Bu yüzden parçacık yaydıkça da karadelik, enerji ve E=m.c2 itibariyle de kütle yitirir. Başka bir deyişle, yayılan her 1 kg.’ lık parçacık için karadeliğin kütlesi de 1 kg. azalarak zamanla buharlaşmaya başlar.
Bir karadeliğin parçacık ya da enerji yayma hızı, deliğe bir sıcaklık değeri verilerek tanımlanır. Yıldız büyüklüğündeki karadeliklerin sıcaklığı, derecenin milyonda biri kadar (mutlak sıcaklığın –273,16 derece olduğu düşünülürse, ne kadar soğuk olduğu anlaşılır) olduğundan (ayrıca çekim alanının çok yüksek olmasından ) parçacık kaçma olasılığı çok zayıf görünmektedir. Dolayısıyla böyle bir karadeliğin buharlaşıp yok olma süresi milyarlarca yıl iken, mini karadeliklerin buna kıyasla çok daha azdır.
Deliğin boyutların küçüldüğünden oluşan çiftlerden biri karadeliğin olay ufkunun içine girerken,diğerinin kaçma olasılığı yüksektir. Bundan dolayı da karadeliğin kütlesi ne kadar küçükse, bu olayın etkisi daha fazla olacağı için parçacık yayımlaması da o kadar fazla olacaktır. Bu da bu tür kardeliklerin sıcaklığının çok yüksek olacağını gösterir.
Gerçekten de bir trilyon madde içeren bir ilk karadeliğin (evrenin başlangıcında oluşan mini karadelikler) sıcaklığı 1 milyar derece iken, delik küçüldükçe bu değer artmaktadır. Sonuç olarak karadelik küçüldükçe,ısınacak ve daha çok parçacık yayımlayacak, parçacık yayımladıkça daha da küçülecek ve küçüldükçe de …
Buharlaşıp patlayıncaya değin bu kısır döngü böylece devam edip gidecek ve son 1/10 sn içinde de karadeliğin tüm enerjisi 10 milyon tane 1 megatonluk hidrojen bombasının (ki 1 hidrojen bombası atom bombasının yaklaşık 1400 katıdır) aynı anda patlamasına eşdeğer bir güçle patlayarak gamma ışınlarına dönüşecektir.

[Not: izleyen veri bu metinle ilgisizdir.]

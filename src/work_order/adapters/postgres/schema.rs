//! Diesel schema for work-order persistence.

diesel::table! {
    /// Work order (ODT) records.
    work_orders (id) {
        /// Internal work order identifier.
        id -> Uuid,
        /// Unique correlative number.
        correlative -> Int8,
        /// Unique display number.
        odt_number -> Int8,
        /// Owning machine.
        machine_id -> Uuid,
        /// Machine type (line of work).
        machine_type_id -> Nullable<Uuid>,
        /// Title.
        #[max_length = 200]
        title -> Varchar,
        /// Work description.
        description -> Text,
        /// Lifecycle status.
        #[max_length = 32]
        status -> Varchar,
        /// Priority.
        #[max_length = 16]
        priority -> Varchar,
        /// Work type.
        #[max_length = 16]
        work_type -> Varchar,
        /// Creator.
        creator_id -> Nullable<Uuid>,
        /// Reviewer.
        reviewer_id -> Nullable<Uuid>,
        /// Final approver.
        approver_id -> Nullable<Uuid>,
        /// Execution responsible.
        responsible_id -> Nullable<Uuid>,
        /// Authorizer.
        authorizer_id -> Nullable<Uuid>,
        /// Scheduled start.
        scheduled_at -> Nullable<Timestamptz>,
        /// Execution start.
        started_at -> Nullable<Timestamptz>,
        /// Execution end.
        ended_at -> Nullable<Timestamptz>,
        /// Report file path.
        report_file -> Nullable<Text>,
        /// Execution detail document.
        execution_detail -> Nullable<Jsonb>,
        /// Spare part lines.
        spare_parts -> Jsonb,
        /// Personnel-hours lines.
        personnel_hours -> Jsonb,
        /// Creation timestamp.
        created_at -> Timestamptz,
        /// Last update timestamp.
        updated_at -> Timestamptz,
    }
}
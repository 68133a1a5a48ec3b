//! Named permissions gating work-order operations.

use super::ParseCapabilityError;
use serde::{Deserialize, Serialize};
use std::fmt;

/// A named permission granting authority over one kind of operation.
#[derive(Debug, Clone, Copy, PartialEq, Eq, Hash, PartialOrd, Ord, Serialize, Deserialize)]
#[serde(rename_all = "snake_case")]
pub enum Capability {
    /// Create new work orders.
    CreateOdt,
    /// Authorize a requested work order and assign its responsible.
    AuthorizeOdt,
    /// Fill in execution data.
    ExecuteOdt,
    /// Review executed work.
    ReviewOdt,
    /// Give final approval to reviewed work.
    ApproveOdt,
    /// Edit every field of a work order regardless of ownership.
    EditFullOdt,
    /// Read work-order detail.
    ViewDetail,
    /// Submit a draft as a request.
    SendRequest,
    /// Read aggregate statistics.
    ViewStats,
}

impl Capability {
    /// Every capability, in declaration order.
    pub const ALL: [Self; 9] = [
        Self::CreateOdt,
        Self::AuthorizeOdt,
        Self::ExecuteOdt,
        Self::ReviewOdt,
        Self::ApproveOdt,
        Self::EditFullOdt,
        Self::ViewDetail,
        Self::SendRequest,
        Self::ViewStats,
    ];

    /// Returns the canonical permission code.
    #[must_use]
    pub const fn as_str(self) -> &'static str {
        match self {
            Self::CreateOdt => "create_odt",
            Self::AuthorizeOdt => "authorize_odt",
            Self::ExecuteOdt => "execute_odt",
            Self::ReviewOdt => "review_odt",
            Self::ApproveOdt => "approve_odt",
            Self::EditFullOdt => "edit_full_odt",
            Self::ViewDetail => "view_detail",
            Self::SendRequest => "send_request",
            Self::ViewStats => "view_stats",
        }
    }
}

impl fmt::Display for Capability {
    fn fmt(&self, f: &mut fmt::Formatter<'_>) -> fmt::Result {
        f.write_str(self.as_str())
    }
}

impl TryFrom<&str> for Capability {
    type Error = ParseCapabilityError;

    fn try_from(value: &str) -> Result<Self, Self::Error> {
        let normalized = value.trim().to_ascii_lowercase();
        Self::ALL
            .into_iter()
            .find(|capability| capability.as_str() == normalized)
            .ok_or_else(|| ParseCapabilityError(value.to_owned()))
    }
}
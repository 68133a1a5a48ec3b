//! Error types for machinery domain validation and parsing.

use thiserror::Error;

/// Errors returned while constructing machinery domain values.
#[derive(Debug, Clone, Error, PartialEq, Eq)]
pub enum MachineDomainError {
    /// The machine code is empty after trimming.
    #[error("machine code must not be empty")]
    EmptyCode,

    /// The machine code contains whitespace.
    #[error("machine code '{0}' must not contain whitespace")]
    InvalidCode(String),

    /// The machine code exceeds the storage limit.
    #[error("machine code exceeds {max} character limit: {code}")]
    CodeTooLong {
        /// Offending code.
        code: String,
        /// Maximum accepted length.
        max: usize,
    },

    /// The machine name is empty after trimming.
    #[error("machine name must not be empty")]
    EmptyName,

    /// The machine type name is empty after trimming.
    #[error("machine type name must not be empty")]
    EmptyTypeName,
}

/// Error returned while parsing machine states from persistence.
#[derive(Debug, Clone, Error, PartialEq, Eq)]
#[error("unknown machine state: {0}")]
pub struct ParseMachineStateError(pub String);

Böylesine büyük bir enerji Ayı toz haline getirmeye ve tozları güneş sisteminin her yanına dağıtmaya yeterlidir. 1 milyon tonluk mini bir karadelik otuz yıl içinde tümüyle buharlaşıp patlamasına karşın,kütlesi 1 milyar ton olan bir karadelik de yaşamını 300 milyon yıl sürdürür. Kütleleri 4 milyar tondan daha büyük olanları ise, yavaş yavaş buharlaşmalarından dolayı günümüzde de varlıklarını sürdürebilmektedirler.
Güneşin tam 2,95 katı olan bir karadeliğin schwarzchıld yarıçapı ile olay ufkunun yarıçapı özel bir hal olarak aynı uzunlukta olup üst üste çakışık durumdadır. Dolayısıyla, karadeliğin donmuş yüzeyi aynı zamanda onun olay ufku olur. Çift olay ufuklu karadeliğin dış ile iç olay ufukları arasında uzay soyut iken iç olay ufku ile tekillik arasındaki bölgeye geçilince, tekrar bizim uzay zaman boyutlarına geçerek iç olay ufkunun yarıçapı uzunluğu reel olur.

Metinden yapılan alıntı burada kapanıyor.